--- SOURCE INFORMATION Enclosed Below ---

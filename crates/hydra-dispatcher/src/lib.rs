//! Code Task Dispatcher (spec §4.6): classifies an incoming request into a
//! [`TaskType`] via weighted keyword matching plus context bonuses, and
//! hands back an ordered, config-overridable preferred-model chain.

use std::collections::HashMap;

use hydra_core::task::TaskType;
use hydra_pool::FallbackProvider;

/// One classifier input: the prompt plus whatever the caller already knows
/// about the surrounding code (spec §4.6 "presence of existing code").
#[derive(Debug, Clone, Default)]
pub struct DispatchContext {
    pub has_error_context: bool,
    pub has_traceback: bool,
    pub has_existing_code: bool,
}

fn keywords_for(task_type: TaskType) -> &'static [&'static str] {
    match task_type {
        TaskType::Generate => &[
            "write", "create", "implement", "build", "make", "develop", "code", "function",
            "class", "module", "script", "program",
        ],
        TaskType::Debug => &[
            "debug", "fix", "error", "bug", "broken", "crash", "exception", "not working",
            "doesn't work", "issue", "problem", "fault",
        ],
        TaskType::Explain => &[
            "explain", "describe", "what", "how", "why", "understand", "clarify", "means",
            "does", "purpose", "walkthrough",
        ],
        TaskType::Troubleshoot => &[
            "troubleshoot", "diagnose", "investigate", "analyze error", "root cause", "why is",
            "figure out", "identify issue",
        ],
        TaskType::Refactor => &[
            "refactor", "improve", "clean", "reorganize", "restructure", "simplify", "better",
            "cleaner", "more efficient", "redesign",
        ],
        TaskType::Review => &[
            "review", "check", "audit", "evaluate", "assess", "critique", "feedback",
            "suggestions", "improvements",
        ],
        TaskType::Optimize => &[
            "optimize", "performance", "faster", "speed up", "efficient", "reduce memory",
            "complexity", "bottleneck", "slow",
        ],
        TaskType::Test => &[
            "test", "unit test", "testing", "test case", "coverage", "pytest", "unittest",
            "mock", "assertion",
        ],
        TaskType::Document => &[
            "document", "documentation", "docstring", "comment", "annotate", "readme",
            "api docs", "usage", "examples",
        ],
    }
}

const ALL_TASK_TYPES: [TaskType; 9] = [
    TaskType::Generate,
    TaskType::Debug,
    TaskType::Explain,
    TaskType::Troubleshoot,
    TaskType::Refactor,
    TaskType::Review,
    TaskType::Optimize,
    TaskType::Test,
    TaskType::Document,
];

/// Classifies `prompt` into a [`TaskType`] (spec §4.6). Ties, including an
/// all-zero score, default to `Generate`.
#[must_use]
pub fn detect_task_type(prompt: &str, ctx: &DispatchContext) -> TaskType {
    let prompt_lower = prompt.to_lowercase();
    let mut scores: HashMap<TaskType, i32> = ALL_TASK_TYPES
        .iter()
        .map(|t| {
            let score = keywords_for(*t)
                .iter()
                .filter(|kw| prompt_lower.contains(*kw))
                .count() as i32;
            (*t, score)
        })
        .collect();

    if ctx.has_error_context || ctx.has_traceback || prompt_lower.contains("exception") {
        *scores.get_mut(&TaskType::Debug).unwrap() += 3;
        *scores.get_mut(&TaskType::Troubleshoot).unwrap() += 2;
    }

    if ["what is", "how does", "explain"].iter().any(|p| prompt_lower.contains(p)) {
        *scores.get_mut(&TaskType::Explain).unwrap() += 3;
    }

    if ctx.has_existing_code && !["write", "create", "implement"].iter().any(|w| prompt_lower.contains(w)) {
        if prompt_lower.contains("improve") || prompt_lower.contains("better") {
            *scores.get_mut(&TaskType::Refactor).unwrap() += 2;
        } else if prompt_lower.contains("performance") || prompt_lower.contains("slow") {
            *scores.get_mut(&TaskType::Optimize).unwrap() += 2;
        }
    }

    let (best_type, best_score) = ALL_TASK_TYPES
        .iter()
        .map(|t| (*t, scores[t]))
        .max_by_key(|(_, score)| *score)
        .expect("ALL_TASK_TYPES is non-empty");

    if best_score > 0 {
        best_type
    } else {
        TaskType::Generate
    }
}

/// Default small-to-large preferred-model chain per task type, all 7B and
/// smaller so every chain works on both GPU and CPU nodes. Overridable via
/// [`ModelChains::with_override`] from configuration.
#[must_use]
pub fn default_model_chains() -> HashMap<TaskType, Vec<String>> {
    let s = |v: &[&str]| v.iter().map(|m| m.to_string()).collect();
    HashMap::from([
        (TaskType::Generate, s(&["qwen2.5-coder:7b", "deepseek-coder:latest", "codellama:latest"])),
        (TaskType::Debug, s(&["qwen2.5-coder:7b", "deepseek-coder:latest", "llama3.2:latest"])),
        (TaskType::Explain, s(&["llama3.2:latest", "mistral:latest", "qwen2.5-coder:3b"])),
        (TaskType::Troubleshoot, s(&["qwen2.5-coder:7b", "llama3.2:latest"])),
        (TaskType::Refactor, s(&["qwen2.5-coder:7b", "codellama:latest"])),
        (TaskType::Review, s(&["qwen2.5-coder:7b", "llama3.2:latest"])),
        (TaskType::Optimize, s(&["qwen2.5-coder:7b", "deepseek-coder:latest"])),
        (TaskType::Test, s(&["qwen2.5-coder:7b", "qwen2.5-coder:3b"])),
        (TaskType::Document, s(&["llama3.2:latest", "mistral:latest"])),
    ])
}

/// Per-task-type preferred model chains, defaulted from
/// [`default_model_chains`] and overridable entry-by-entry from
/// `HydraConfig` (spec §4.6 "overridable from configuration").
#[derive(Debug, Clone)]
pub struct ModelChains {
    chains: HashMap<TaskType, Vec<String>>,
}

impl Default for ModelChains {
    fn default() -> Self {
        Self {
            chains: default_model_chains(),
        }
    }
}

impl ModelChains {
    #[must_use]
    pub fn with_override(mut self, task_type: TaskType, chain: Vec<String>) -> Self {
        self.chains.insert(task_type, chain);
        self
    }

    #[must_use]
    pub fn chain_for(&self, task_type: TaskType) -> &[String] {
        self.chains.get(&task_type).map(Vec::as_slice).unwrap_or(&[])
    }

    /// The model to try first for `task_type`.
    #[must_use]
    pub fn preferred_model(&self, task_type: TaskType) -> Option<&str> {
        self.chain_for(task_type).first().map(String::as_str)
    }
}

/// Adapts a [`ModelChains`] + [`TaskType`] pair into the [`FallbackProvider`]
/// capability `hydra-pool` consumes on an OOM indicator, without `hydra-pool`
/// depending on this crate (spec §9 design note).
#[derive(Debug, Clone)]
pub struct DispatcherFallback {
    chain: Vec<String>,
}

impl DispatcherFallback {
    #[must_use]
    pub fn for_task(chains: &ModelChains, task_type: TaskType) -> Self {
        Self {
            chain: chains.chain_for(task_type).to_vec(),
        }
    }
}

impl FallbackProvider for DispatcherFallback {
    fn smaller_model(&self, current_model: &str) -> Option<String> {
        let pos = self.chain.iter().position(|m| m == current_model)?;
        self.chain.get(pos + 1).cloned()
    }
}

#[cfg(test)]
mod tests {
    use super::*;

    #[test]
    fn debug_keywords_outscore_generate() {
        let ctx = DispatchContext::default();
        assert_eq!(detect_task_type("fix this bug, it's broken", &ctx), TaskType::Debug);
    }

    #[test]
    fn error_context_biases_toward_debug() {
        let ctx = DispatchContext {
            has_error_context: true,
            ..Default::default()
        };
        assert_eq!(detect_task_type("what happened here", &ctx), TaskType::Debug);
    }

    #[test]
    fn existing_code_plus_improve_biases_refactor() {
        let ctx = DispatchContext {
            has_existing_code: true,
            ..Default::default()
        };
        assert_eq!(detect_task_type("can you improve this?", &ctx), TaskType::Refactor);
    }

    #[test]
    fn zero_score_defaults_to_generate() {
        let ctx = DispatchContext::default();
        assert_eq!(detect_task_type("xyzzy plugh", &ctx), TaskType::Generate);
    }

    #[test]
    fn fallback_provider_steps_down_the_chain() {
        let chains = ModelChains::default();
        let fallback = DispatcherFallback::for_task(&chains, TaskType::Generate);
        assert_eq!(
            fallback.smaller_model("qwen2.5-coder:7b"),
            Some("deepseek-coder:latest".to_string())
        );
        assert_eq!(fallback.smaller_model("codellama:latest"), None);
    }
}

--- End of Enclosed SOURCE INFORMATION ---
--- SOURCE INFORMATION Enclosed Below ---

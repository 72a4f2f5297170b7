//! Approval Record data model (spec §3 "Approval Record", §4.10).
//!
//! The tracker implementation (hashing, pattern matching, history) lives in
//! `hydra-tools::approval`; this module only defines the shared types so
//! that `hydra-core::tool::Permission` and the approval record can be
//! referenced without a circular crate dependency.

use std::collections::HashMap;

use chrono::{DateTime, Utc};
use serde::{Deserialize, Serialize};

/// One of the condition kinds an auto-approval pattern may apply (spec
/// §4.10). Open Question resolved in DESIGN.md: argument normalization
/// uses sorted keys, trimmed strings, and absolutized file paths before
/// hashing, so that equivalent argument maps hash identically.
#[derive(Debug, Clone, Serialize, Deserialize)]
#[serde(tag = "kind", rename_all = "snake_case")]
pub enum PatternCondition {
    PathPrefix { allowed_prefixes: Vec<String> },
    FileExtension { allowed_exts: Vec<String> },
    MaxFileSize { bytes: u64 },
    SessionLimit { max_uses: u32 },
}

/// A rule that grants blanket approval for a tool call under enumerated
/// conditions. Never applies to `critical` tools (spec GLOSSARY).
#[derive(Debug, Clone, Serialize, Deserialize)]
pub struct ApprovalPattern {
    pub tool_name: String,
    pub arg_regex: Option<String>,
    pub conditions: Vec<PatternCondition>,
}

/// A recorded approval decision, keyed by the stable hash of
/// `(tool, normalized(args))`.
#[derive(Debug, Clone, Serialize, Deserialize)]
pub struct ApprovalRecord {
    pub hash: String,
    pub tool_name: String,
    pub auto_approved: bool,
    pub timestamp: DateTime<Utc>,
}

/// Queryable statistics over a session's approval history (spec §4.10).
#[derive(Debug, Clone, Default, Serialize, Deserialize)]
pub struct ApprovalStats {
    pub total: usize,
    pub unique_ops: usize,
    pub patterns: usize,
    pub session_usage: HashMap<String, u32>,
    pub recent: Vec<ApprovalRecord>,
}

--- End of Enclosed SOURCE INFORMATION ---
--- SOURCE INFORMATION Enclosed Below ---

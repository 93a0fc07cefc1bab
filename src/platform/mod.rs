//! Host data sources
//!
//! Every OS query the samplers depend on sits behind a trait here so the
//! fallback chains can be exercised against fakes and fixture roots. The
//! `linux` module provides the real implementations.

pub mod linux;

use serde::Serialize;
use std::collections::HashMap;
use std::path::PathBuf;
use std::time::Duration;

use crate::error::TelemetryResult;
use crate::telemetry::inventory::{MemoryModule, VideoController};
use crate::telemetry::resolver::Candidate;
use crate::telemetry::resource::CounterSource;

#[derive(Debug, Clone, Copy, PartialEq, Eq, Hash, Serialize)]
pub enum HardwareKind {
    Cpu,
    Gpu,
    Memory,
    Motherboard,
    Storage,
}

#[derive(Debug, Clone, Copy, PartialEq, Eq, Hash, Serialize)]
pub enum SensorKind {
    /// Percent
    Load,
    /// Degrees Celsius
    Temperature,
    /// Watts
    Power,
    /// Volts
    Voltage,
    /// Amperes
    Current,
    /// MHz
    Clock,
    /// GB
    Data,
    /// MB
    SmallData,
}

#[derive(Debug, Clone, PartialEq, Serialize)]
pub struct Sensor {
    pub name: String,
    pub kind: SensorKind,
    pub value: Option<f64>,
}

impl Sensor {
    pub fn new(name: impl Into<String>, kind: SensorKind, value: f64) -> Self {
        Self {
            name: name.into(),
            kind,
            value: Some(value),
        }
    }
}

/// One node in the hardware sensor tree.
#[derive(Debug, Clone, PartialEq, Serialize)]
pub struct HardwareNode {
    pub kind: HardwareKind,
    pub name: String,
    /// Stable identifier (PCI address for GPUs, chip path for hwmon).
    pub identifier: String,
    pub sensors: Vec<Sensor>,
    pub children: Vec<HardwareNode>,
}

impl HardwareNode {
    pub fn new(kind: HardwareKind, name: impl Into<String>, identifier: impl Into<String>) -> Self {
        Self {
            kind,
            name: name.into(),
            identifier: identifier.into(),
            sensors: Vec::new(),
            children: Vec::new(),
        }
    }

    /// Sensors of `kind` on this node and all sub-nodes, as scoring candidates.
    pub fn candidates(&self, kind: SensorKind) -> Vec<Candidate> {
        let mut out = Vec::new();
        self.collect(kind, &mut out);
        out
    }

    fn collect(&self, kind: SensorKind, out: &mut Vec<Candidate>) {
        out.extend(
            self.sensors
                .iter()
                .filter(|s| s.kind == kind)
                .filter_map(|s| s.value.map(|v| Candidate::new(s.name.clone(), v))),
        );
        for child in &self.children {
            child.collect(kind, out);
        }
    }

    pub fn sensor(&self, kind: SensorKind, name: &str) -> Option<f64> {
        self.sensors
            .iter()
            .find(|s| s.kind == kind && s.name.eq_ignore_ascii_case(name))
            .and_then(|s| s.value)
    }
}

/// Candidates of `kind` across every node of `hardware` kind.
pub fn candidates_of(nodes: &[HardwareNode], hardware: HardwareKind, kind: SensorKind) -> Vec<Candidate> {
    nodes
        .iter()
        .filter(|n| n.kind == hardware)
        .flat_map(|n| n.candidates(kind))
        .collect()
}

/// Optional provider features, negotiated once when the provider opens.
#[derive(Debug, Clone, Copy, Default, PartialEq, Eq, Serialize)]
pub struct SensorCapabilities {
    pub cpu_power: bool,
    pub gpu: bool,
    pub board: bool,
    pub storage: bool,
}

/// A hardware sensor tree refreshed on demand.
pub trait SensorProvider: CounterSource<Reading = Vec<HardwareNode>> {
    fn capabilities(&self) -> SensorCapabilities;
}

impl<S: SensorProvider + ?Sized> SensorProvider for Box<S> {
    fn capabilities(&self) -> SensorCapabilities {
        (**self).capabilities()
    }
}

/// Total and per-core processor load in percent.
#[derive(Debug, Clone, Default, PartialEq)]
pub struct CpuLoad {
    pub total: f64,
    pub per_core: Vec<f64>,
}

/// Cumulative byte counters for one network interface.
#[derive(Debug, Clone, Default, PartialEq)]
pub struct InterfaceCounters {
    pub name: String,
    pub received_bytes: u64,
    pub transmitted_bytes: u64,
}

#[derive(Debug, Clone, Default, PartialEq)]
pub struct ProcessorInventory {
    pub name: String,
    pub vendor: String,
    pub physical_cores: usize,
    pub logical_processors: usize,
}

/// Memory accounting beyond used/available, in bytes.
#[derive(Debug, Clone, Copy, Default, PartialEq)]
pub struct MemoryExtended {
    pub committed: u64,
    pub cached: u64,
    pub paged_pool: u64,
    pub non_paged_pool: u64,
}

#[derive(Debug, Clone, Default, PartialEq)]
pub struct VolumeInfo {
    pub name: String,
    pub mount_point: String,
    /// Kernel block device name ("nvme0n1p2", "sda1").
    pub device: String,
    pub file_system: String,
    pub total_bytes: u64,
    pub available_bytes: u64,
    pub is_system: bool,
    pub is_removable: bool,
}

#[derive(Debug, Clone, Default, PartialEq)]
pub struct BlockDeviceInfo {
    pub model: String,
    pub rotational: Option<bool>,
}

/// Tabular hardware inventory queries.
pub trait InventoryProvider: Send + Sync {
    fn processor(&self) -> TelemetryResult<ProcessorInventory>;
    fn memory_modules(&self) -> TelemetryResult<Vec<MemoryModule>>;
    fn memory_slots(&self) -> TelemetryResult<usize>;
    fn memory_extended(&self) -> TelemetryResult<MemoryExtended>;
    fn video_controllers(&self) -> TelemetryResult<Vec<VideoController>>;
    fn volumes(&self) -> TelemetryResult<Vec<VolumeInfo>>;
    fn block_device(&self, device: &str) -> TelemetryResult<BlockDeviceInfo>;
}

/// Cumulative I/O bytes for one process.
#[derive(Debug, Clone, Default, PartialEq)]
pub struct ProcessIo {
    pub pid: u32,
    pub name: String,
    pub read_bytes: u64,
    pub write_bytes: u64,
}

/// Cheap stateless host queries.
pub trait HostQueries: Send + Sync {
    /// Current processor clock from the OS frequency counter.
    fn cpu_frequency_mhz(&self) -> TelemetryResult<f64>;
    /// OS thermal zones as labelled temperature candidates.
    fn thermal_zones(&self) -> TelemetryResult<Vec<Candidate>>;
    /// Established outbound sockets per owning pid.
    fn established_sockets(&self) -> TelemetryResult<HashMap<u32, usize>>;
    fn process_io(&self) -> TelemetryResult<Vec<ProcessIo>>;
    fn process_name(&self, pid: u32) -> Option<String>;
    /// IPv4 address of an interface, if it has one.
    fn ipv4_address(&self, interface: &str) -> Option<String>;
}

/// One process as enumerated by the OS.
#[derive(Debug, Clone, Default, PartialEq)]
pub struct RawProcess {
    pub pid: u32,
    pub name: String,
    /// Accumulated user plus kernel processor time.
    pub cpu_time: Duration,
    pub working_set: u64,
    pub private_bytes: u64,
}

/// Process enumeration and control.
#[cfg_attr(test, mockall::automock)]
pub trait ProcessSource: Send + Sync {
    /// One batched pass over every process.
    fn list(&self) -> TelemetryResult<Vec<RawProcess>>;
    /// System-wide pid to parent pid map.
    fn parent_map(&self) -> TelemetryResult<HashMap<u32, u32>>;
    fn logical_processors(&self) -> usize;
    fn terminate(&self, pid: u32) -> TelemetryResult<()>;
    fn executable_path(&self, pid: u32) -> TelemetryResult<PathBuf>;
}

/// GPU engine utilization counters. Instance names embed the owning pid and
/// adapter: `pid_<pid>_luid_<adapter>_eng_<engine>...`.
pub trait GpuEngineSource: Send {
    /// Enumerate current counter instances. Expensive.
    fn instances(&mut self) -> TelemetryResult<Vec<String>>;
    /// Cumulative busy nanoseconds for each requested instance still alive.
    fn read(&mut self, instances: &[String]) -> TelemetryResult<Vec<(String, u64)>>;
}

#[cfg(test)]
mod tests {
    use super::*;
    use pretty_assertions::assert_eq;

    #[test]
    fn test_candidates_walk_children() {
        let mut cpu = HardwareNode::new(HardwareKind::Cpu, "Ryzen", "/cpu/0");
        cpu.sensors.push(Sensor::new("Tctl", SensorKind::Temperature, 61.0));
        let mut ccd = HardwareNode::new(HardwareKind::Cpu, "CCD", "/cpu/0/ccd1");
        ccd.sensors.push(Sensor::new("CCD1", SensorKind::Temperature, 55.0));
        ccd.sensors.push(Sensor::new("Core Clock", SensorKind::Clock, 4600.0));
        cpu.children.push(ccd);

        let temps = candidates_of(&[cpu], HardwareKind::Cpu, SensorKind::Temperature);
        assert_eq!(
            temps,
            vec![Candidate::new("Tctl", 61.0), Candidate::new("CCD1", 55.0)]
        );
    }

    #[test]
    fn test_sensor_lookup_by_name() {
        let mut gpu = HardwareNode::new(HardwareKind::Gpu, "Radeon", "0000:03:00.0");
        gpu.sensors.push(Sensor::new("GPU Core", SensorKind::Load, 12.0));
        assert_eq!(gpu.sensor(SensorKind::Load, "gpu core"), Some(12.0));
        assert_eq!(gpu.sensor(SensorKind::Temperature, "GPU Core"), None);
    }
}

--- End of Enclosed SOURCE INFORMATION ---

DIRECTIONS:
Copy out each line carrying the string "nodes" from the data.

OUTPUT FOR THIS TASK:
/// smaller so every chain works on both GPU and CPU nodes. Overridable via
    /// Sensors of `kind` on this node and all sub-nodes, as scoring candidates.
pub fn candidates_of(nodes: &[HardwareNode], hardware: HardwareKind, kind: SensorKind) -> Vec<Candidate> {
    nodes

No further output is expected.